=== Section Start ===

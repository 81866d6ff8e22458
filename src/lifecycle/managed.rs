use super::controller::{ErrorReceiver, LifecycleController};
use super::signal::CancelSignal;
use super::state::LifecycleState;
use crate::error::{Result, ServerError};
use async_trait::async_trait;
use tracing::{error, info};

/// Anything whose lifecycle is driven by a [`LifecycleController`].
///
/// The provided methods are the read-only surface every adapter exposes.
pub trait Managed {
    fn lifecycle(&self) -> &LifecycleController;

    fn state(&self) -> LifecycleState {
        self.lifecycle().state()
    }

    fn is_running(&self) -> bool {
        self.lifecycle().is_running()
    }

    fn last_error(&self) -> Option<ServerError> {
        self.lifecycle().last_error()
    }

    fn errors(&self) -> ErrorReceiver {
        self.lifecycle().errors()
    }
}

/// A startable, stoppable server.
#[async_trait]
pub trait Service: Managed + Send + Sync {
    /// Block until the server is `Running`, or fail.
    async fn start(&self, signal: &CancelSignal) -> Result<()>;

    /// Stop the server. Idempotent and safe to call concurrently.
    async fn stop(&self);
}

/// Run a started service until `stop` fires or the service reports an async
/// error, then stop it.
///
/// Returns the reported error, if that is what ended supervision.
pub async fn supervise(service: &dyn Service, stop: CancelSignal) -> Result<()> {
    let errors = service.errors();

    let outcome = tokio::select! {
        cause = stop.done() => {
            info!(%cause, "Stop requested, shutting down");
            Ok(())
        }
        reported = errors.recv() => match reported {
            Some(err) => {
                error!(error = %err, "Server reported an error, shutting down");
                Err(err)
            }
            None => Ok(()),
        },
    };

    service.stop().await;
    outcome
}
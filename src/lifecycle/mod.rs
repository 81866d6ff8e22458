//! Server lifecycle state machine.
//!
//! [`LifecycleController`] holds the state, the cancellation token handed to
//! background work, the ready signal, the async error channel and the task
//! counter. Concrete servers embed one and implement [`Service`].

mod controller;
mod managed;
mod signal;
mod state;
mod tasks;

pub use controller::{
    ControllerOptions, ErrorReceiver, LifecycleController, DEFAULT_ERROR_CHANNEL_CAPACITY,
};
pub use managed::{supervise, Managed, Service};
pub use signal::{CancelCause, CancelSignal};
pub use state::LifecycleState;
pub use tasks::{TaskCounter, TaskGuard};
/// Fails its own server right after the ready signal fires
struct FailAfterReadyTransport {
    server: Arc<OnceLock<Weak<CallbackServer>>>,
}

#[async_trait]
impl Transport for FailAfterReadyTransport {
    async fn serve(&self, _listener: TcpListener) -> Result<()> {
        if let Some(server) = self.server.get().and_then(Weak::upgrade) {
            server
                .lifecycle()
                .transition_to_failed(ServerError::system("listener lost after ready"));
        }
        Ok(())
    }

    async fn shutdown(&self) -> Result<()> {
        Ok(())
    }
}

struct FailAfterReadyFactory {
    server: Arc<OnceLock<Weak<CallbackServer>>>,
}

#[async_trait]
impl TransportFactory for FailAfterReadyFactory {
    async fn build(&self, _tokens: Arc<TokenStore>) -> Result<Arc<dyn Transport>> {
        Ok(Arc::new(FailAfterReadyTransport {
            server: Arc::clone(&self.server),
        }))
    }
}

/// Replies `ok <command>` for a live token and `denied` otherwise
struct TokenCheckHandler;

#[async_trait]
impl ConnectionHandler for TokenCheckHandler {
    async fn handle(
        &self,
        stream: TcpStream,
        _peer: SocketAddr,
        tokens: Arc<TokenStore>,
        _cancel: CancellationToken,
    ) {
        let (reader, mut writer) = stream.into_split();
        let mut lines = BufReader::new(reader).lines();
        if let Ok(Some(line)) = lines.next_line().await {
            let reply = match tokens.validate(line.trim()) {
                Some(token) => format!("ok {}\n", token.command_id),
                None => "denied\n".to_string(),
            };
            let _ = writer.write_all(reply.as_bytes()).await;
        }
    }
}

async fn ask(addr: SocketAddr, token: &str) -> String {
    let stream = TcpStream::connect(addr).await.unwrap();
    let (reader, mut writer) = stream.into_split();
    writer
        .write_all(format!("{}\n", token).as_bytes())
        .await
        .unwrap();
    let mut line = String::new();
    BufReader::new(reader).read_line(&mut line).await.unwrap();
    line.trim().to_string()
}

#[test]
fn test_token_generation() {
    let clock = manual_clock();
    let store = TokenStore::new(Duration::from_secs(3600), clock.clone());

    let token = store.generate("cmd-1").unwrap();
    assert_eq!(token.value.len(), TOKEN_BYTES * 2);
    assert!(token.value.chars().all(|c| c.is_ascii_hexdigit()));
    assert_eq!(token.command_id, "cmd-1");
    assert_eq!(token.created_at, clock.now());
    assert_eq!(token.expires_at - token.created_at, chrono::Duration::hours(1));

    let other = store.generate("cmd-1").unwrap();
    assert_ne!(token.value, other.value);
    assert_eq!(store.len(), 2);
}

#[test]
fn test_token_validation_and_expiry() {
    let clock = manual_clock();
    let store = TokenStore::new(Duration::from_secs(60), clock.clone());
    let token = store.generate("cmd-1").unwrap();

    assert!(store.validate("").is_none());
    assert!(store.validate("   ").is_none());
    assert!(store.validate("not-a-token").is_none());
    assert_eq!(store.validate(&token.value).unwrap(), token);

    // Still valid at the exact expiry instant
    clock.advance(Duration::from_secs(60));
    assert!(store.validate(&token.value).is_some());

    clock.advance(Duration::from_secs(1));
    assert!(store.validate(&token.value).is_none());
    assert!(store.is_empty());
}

=== Section End ===

■ **Task details**
Across the listing above, report every line where "struct" occurs.

■ **Solution to the exercise**
struct FailAfterReadyTransport {
struct FailAfterReadyFactory {
struct TokenCheckHandler;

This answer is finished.